▶ _HOW TO COMPLETE THIS TASK_: Show all lines containing "clear" from the data below.

Records from a dataset
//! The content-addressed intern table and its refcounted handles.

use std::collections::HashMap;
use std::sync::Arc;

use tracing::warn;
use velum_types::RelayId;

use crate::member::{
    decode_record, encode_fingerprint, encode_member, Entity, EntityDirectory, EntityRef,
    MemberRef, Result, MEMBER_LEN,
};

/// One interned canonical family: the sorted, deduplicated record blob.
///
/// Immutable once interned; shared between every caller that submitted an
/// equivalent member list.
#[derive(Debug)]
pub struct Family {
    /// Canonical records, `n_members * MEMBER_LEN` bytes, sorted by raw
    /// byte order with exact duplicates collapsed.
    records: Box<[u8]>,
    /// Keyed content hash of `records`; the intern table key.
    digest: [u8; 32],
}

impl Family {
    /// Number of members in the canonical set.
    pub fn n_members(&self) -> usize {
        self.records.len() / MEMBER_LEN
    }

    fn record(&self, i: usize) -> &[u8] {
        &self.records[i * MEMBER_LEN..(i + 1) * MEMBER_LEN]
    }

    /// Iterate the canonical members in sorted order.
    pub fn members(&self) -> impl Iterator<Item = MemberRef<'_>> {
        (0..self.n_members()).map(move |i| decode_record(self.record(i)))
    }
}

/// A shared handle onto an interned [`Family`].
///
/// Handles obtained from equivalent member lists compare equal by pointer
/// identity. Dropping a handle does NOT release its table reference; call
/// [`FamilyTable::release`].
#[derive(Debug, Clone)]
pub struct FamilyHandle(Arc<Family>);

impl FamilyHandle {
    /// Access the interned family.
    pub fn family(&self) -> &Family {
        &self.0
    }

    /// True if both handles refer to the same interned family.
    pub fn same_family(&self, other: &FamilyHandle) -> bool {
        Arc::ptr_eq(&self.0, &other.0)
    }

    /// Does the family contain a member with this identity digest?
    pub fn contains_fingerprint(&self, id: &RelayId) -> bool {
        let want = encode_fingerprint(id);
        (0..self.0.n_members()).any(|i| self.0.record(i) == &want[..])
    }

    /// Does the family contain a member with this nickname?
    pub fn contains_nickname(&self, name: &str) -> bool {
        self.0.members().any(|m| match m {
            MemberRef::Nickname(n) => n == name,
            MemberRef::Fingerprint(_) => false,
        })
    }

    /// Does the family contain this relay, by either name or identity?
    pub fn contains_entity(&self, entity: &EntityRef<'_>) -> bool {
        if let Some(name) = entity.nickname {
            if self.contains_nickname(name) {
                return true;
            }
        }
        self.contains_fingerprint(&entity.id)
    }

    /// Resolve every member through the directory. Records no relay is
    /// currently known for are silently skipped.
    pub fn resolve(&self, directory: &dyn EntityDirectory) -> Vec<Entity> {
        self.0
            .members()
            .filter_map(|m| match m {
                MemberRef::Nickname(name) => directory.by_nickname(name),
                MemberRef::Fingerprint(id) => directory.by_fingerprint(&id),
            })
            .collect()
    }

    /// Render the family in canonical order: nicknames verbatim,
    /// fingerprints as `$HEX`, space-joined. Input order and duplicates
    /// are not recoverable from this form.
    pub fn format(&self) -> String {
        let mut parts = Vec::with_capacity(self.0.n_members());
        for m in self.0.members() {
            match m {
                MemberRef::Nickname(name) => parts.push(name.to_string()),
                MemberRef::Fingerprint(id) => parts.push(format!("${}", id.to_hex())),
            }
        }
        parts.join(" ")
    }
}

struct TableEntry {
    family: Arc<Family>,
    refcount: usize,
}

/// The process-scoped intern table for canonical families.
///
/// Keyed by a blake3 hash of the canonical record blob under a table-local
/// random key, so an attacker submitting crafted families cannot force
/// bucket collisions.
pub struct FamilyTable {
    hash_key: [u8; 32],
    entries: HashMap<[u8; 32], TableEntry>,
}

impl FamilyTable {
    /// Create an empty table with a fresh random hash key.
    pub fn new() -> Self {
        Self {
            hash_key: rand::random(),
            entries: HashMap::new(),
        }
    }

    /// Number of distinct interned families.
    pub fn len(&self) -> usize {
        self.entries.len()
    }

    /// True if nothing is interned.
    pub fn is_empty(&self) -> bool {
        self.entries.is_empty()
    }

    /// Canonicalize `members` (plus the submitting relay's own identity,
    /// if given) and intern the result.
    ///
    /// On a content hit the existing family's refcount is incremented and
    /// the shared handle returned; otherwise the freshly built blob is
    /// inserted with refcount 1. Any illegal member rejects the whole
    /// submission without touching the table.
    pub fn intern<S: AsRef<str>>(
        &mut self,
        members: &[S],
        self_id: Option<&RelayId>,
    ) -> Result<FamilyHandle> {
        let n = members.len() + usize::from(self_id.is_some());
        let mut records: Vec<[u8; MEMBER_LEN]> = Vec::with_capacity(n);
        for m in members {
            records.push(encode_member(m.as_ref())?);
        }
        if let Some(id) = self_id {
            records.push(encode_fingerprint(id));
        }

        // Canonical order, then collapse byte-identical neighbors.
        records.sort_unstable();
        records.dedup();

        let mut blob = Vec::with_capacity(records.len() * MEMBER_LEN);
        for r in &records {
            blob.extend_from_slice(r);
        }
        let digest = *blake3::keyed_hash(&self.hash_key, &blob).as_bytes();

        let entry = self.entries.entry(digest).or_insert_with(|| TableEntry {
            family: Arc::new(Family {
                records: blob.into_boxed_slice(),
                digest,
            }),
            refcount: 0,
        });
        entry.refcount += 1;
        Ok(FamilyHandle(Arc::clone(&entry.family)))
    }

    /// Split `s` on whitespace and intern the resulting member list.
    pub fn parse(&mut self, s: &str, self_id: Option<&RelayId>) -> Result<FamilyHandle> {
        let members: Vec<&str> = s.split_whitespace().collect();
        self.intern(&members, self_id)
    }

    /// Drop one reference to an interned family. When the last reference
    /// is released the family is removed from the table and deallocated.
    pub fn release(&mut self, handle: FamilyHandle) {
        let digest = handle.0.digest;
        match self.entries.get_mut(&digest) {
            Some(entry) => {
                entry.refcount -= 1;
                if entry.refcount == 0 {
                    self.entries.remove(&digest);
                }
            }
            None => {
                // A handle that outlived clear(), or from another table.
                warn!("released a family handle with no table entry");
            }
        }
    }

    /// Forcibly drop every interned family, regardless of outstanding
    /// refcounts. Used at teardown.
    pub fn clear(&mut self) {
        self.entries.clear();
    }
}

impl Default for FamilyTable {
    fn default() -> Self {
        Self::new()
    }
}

▶ _FINAL ANSWER_:
                // A handle that outlived clear(), or from another table.
    pub fn clear(&mut self) {
        self.entries.clear();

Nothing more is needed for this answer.